Leonardo Cabral em 08 de Outubro de 2025

Anderson Gallo/Diário Corumbaense

Na fronteira entre Corumbá e Bolívia, é comum a presença das mulheres cholas

Quem vive em Corumbá tem o privilégio de presenciar uma intensa troca cultural entre Brasil e Bolívia. O município pantaneiro, que faz fronteira com Puerto Quijarro e Puerto Suárez, é palco de um vai e vem diário de pessoas e tradições que se encontram sobre a ponte internacional, promovendo uma verdadeira integração entre os dois países.

Uma das expressões mais marcantes dessa convivência está nas vestimentas das cholas ou cholitas bolivianas — mulheres indígenas conhecidas por seus trajes tradicionais coloridos, compostos por polleras (saias rodadas), xales, chapéus coco e tranças longas.

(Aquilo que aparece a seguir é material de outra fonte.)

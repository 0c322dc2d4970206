//! Valve relay output. The `gpio` feature gates the real rppal driver;
//! without it, a mock relay logs writes.
//!
//! The control loop rewrites the relay every tick, so `set` must be safe to
//! call repeatedly with the same value.

use anyhow::Result;

#[cfg(feature = "gpio")]
use anyhow::Context;
#[cfg(feature = "gpio")]
use rppal::gpio::{Gpio, OutputPin};

/// Anything the decision engine can open and close.
pub trait ValveOutput {
    fn set(&mut self, open: bool);
}

// ---------------------------------------------------------------------------
// Real GPIO relay (requires rppal + Raspberry Pi hardware)
// ---------------------------------------------------------------------------
#[cfg(feature = "gpio")]
pub(crate) struct ValveRelay {
    pin: OutputPin,
    active_low: bool, // LOW = open on the usual relay boards
}

#[cfg(feature = "gpio")]
impl ValveRelay {
    pub(crate) fn new(gpio_pin: u8, active_low: bool) -> Result<Self> {
        let gpio = Gpio::new().context("failed to open gpio")?;
        let pin = gpio
            .get(gpio_pin)
            .with_context(|| format!("failed to claim gpio {gpio_pin}"))?
            .into_output();

        let mut relay = Self { pin, active_low };
        // Fail-safe: closed at startup
        relay.set(false);
        tracing::info!(gpio = gpio_pin, active_low, "valve relay initialised");
        Ok(relay)
    }
}

#[cfg(feature = "gpio")]
impl ValveOutput for ValveRelay {
    fn set(&mut self, open: bool) {
        // Writing the level the pin already has is harmless.
        if open == self.active_low {
            self.pin.set_low();
        } else {
            self.pin.set_high();
        }
        tracing::trace!(open, "valve written");
    }
}

// ---------------------------------------------------------------------------
// Mock relay (no hardware)
// ---------------------------------------------------------------------------
#[cfg(not(feature = "gpio"))]
pub(crate) struct ValveRelay {
    pub(super) open: bool,
    pub(super) writes: u64,
}

#[cfg(not(feature = "gpio"))]
impl ValveRelay {
    pub(crate) fn new(gpio_pin: u8, active_low: bool) -> Result<Self> {
        tracing::info!(
            gpio = gpio_pin,
            active_low,
            "[mock-gpio] valve relay initialised (no hardware)"
        );
        Ok(Self {
            open: false,
            writes: 0,
        })
    }
}

#[cfg(not(feature = "gpio"))]
impl ValveOutput for ValveRelay {
    fn set(&mut self, open: bool) {
        if open != self.open {
            tracing::info!(
                "[mock-gpio] valve {}",
                if open { "OPEN" } else { "CLOSED" }
            );
        }
        self.open = open;
        self.writes += 1;
    }
}

// ===========================================================================
// Tests
// ===========================================================================

#[cfg(all(test, not(feature = "gpio")))]
mod tests {
    use super::*;

    #[test]
    fn relay_starts_closed() {
        let relay = ValveRelay::new(17, true).unwrap();
        assert!(!relay.open);
        assert_eq!(relay.writes, 0);
    }

    #[test]
    fn relay_opens_and_closes() {
        let mut relay = ValveRelay::new(17, true).unwrap();
        relay.set(true);
        assert!(relay.open);
        relay.set(false);
        assert!(!relay.open);
    }

    #[test]
    fn repeated_writes_are_idempotent() {
        let mut relay = ValveRelay::new(17, true).unwrap();
        for _ in 0..10 {
            relay.set(true);
        }
        assert!(relay.open);
        assert_eq!(relay.writes, 10);
    }
}
//! Read-only status snapshot for the status API. The control loop is the
//! only writer; it refreshes the snapshot after every iteration.

use std::collections::VecDeque;
use std::sync::Arc;
use std::time::Instant;

use serde::Serialize;
use time::OffsetDateTime;
use tokio::sync::RwLock;

use crate::control::{ActuatorState, OperatingMode};
use crate::link::LinkStatus;
use crate::sensor::SensorSample;

/// Maximum number of events retained in the ring buffer.
const MAX_EVENTS: usize = 100;

pub type SharedStatus = Arc<RwLock<NodeStatus>>;

// ---------------------------------------------------------------------------
// Core types
// ---------------------------------------------------------------------------

pub struct NodeStatus {
    pub started_at: Instant,
    pub node_id: String,
    pub link: LinkStatus,
    pub mode: OperatingMode,
    pub threshold: u8,
    pub sample: Option<SensorSample>,
    pub actuators: ActuatorState,
    pub publish_failures: u64,
    pub climate_faults: u64,
    pub events: VecDeque<NodeEvent>,
}

#[derive(Debug, Clone, Serialize)]
pub struct NodeEvent {
    #[serde(with = "time::serde::rfc3339")]
    pub ts: OffsetDateTime,
    pub kind: EventKind,
    pub detail: String,
}

#[derive(Debug, Clone, Copy, PartialEq, Eq, Serialize)]
#[serde(rename_all = "lowercase")]
pub enum EventKind {
    Command,
    Valve,
    Fault,
    Link,
    System,
}

// ---------------------------------------------------------------------------
// JSON response (what the API returns)
// ---------------------------------------------------------------------------

#[derive(Serialize)]
pub struct StatusResponse {
    pub node_id: String,
    pub uptime_secs: u64,
    pub link: LinkStatus,
    pub mode: OperatingMode,
    pub threshold: u8,
    pub sample: Option<SensorSample>,
    pub actuators: ActuatorState,
    pub publish_failures: u64,
    pub climate_faults: u64,
    pub events: Vec<NodeEvent>,
}

// ---------------------------------------------------------------------------
// Construction & mutation
// ---------------------------------------------------------------------------

impl NodeStatus {
    pub fn new(node_id: impl Into<String>, threshold: u8) -> Self {
        Self {
            started_at: Instant::now(),
            node_id: node_id.into(),
            link: LinkStatus::Disconnected,
            mode: OperatingMode::Auto,
            threshold,
            sample: None,
            actuators: ActuatorState::default(),
            publish_failures: 0,
            climate_faults: 0,
            events: VecDeque::with_capacity(MAX_EVENTS),
        }
    }

    pub fn record(&mut self, kind: EventKind, detail: String) {
        if self.events.len() >= MAX_EVENTS {
            self.events.pop_front();
        }
        self.events.push_back(NodeEvent {
            ts: OffsetDateTime::now_utc(),
            kind,
            detail,
        });
    }

    /// Track link transitions; repeated identical statuses are not events.
    pub fn set_link(&mut self, link: LinkStatus) {
        if link != self.link {
            let detail = match link {
                LinkStatus::Disconnected => "broker disconnected".to_string(),
                LinkStatus::Connecting { attempt } => format!("reconnecting (attempt {attempt})"),
                LinkStatus::Connected => "broker connected".to_string(),
            };
            self.link = link;
            self.record(EventKind::Link, detail);
        }
    }

    /// Build the JSON-serialisable snapshot, newest events first.
    pub fn to_status(&self) -> StatusResponse {
        StatusResponse {
            node_id: self.node_id.clone(),
            uptime_secs: self.started_at.elapsed().as_secs(),
            link: self.link,
            mode: self.mode,
            threshold: self.threshold,
            sample: self.sample,
            actuators: self.actuators,
            publish_failures: self.publish_failures,
            climate_faults: self.climate_faults,
            events: self.events.iter().rev().cloned().collect(),
        }
    }
}

// ===========================================================================
// Tests
// ===========================================================================

#[cfg(test)]
mod tests {
    use super::*;

    #[test]
    fn new_status_is_disconnected_auto() {
        let st = NodeStatus::new("gh", 50);
        let s = st.to_status();
        assert_eq!(s.link, LinkStatus::Disconnected);
        assert_eq!(s.mode, OperatingMode::Auto);
        assert_eq!(s.threshold, 50);
        assert!(s.events.is_empty());
    }

    #[test]
    fn ring_buffer_drops_oldest() {
        let mut st = NodeStatus::new("gh", 50);
        for i in 0..(MAX_EVENTS + 5) {
            st.record(EventKind::System, format!("e{i}"));
        }
        assert_eq!(st.events.len(), MAX_EVENTS);
        assert_eq!(st.events.front().unwrap().detail, "e5");
    }

    #[test]
    fn status_lists_newest_first() {
        let mut st = NodeStatus::new("gh", 50);
        st.record(EventKind::Command, "first".into());
        st.record(EventKind::Command, "second".into());
        let s = st.to_status();
        assert_eq!(s.events[0].detail, "second");
        assert_eq!(s.events[1].detail, "first");
    }

    #[test]
    fn link_change_recorded_once() {
        let mut st = NodeStatus::new("gh", 50);
        st.set_link(LinkStatus::Connected);
        st.set_link(LinkStatus::Connected);
        assert_eq!(st.events.len(), 1);
        assert_eq!(st.events[0].kind, EventKind::Link);
    }

    #[test]
    fn event_serializes_with_rfc3339_timestamp() {
        let mut st = NodeStatus::new("gh", 50);
        st.record(EventKind::Valve, "valve OPEN".into());
        let v = serde_json::to_value(&st.events[0]).unwrap();
        assert_eq!(v["kind"], "valve");
        assert!(v["ts"].as_str().unwrap().contains('T'));
    }
}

Muito além da aparência, essas roupas representam orgulho, resistência e identidade cultural.

Foto enviada ao Diário Corumbaense

Andrea Xavier durante o trabalho de campo da pesquisa

Andrea Paola Yanguas Xavier, 42 anos, nasceu em La Paz (Bolívia), viveu 40 anos no Rio de Janeiro e hoje mora em Corumbá. Mestre em Estudos Fronteiriços pela Universidade Federal de Mato Grosso do Sul (UFMS) e doutoranda na Universidade Federal da Grande Dourados (UFGD), ela é a primeira pesquisadora da América Latina a estudar mulheres cholas no contexto fronteiriço.

“Dentro da UFMS, fiz meu mestrado com foco nas mulheres cholas da fronteira, indígenas quechuas e aimarás. Elas representam o protagonismo dos povos originários”, destacou Andrea em entrevista ao Diário Corumbaense.

Segundo a pesquisadora, as cholas simbolizam resistência e preservação cultural entre as novas gerações. Essa presença se manifesta em eventos religiosos e culturais, como as celebrações em homenagem à Virgem de Copacabana e à Virgem de Urkupiña, realizadas em agosto. Durante essas festas, mulheres, crianças e adolescentes vestem roupas tradicionais, reforçando a representatividade dessa cultura na região de fronteira.

Cultura viva em Corumbá

Anderson Gallo/Diário Corumbaense

As mulheres cholas são representadas nas festas religiosas na fronteira entre Corumbá e Bolívia

Em Corumbá, é comum ver mulheres cholas em feiras livres, festas culturais e nas ruas, vendendo produtos típicos da Bolívia — como os tradicionais alhos — ou participando ativamente da vida comunitária. Muitas vieram de La Paz, Oruro, Cochabamba e Potosí.

“Há mais de 500 anos, essas mulheres mantêm suas tradições. Aqui, reafirmam espaço, território e resistência feminina, ultrapassando fronteiras e levando sua cultura para além do território boliviano”, ressaltou Andrea.

Realidade na fronteira

Apesar da força cultural, as cholas enfrentam desafios diários ao cruzar a fronteira. A pesquisa inédita coordenada por Andrea analisou a realidade dessas mulheres em Corumbá e em Puerto Quijarro (Bolívia), abordando cinco aspectos centrais: identidade pessoal e cultural, migração e resistência, discriminação, vestimenta chola e vida cotidiana.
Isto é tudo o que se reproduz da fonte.